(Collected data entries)
-----

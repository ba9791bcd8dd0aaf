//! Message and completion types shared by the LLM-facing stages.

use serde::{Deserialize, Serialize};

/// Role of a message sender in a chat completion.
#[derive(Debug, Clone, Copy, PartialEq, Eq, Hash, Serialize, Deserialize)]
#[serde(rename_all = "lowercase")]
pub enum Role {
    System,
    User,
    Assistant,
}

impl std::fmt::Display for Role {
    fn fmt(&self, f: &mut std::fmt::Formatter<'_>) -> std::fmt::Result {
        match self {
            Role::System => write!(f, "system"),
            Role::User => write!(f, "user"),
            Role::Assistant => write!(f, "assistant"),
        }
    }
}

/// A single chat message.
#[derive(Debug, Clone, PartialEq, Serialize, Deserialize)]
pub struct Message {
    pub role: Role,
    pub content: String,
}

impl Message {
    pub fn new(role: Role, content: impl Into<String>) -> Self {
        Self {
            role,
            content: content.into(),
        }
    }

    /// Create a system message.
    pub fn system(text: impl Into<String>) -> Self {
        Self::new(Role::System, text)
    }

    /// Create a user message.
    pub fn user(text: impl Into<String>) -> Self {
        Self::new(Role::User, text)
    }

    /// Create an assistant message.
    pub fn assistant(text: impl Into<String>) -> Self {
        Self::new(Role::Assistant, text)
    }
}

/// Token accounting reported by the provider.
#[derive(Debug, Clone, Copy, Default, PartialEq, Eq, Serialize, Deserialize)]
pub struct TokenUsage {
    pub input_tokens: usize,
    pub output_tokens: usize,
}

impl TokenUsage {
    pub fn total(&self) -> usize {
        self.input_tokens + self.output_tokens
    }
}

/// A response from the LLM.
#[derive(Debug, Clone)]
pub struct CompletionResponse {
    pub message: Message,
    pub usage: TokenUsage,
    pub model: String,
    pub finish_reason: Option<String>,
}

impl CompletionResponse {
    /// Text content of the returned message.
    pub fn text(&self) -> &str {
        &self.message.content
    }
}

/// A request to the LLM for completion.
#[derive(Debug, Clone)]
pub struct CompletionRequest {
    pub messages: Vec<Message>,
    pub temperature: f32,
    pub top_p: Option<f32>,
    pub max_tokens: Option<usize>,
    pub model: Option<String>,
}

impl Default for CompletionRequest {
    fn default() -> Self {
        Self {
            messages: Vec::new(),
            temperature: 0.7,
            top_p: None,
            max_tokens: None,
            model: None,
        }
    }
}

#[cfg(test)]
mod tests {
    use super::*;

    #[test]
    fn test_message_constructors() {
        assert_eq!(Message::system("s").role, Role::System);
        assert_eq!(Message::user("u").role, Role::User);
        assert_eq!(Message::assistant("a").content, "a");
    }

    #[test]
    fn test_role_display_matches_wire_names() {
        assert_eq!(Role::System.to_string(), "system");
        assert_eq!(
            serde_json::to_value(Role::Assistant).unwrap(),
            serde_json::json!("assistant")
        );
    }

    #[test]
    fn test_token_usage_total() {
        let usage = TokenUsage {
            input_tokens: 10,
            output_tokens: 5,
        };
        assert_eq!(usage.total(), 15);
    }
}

-----

» Exercise details:
The records above should be printed in full, exactly as they appear.

» Answer:
repository ba9791bcd8dd0aaf
//! Message and completion types shared by the LLM-facing stages.

use serde::{Deserialize, Serialize};

/// Role of a message sender in a chat completion.
#[derive(Debug, Clone, Copy, PartialEq, Eq, Hash, Serialize, Deserialize)]
#[serde(rename_all = "lowercase")]
pub enum Role {
    System,
    User,
    Assistant,
}

impl std::fmt::Display for Role {
    fn fmt(&self, f: &mut std::fmt::Formatter<'_>) -> std::fmt::Result {
        match self {
            Role::System => write!(f, "system"),
            Role::User => write!(f, "user"),
            Role::Assistant => write!(f, "assistant"),
        }
    }
}

/// A single chat message.
#[derive(Debug, Clone, PartialEq, Serialize, Deserialize)]
pub struct Message {
    pub role: Role,
    pub content: String,
}

impl Message {
    pub fn new(role: Role, content: impl Into<String>) -> Self {
        Self {
            role,
            content: content.into(),
        }
    }

    /// Create a system message.
    pub fn system(text: impl Into<String>) -> Self {
        Self::new(Role::System, text)
    }

    /// Create a user message.
    pub fn user(text: impl Into<String>) -> Self {
        Self::new(Role::User, text)
    }

    /// Create an assistant message.
    pub fn assistant(text: impl Into<String>) -> Self {
        Self::new(Role::Assistant, text)
    }
}

/// Token accounting reported by the provider.
#[derive(Debug, Clone, Copy, Default, PartialEq, Eq, Serialize, Deserialize)]
pub struct TokenUsage {
    pub input_tokens: usize,
    pub output_tokens: usize,
}

impl TokenUsage {
    pub fn total(&self) -> usize {
        self.input_tokens + self.output_tokens
    }
}

/// A response from the LLM.
#[derive(Debug, Clone)]
pub struct CompletionResponse {
    pub message: Message,
    pub usage: TokenUsage,
    pub model: String,
    pub finish_reason: Option<String>,
}

impl CompletionResponse {
    /// Text content of the returned message.
    pub fn text(&self) -> &str {
        &self.message.content
    }
}

/// A request to the LLM for completion.
#[derive(Debug, Clone)]
pub struct CompletionRequest {
    pub messages: Vec<Message>,
    pub temperature: f32,
    pub top_p: Option<f32>,
    pub max_tokens: Option<usize>,
    pub model: Option<String>,
}

impl Default for CompletionRequest {
    fn default() -> Self {
        Self {
            messages: Vec::new(),
            temperature: 0.7,
            top_p: None,
            max_tokens: None,
            model: None,
        }
    }
}

#[cfg(test)]
mod tests {
    use super::*;

    #[test]
    fn test_message_constructors() {
        assert_eq!(Message::system("s").role, Role::System);
        assert_eq!(Message::user("u").role, Role::User);
        assert_eq!(Message::assistant("a").content, "a");
    }

    #[test]
    fn test_role_display_matches_wire_names() {
        assert_eq!(Role::System.to_string(), "system");
        assert_eq!(
            serde_json::to_value(Role::Assistant).unwrap(),
            serde_json::json!("assistant")
        );
    }

    #[test]
    fn test_token_usage_total() {
        let usage = TokenUsage {
            input_tokens: 10,
            output_tokens: 5,
        };
        assert_eq!(usage.total(), 15);
    }
}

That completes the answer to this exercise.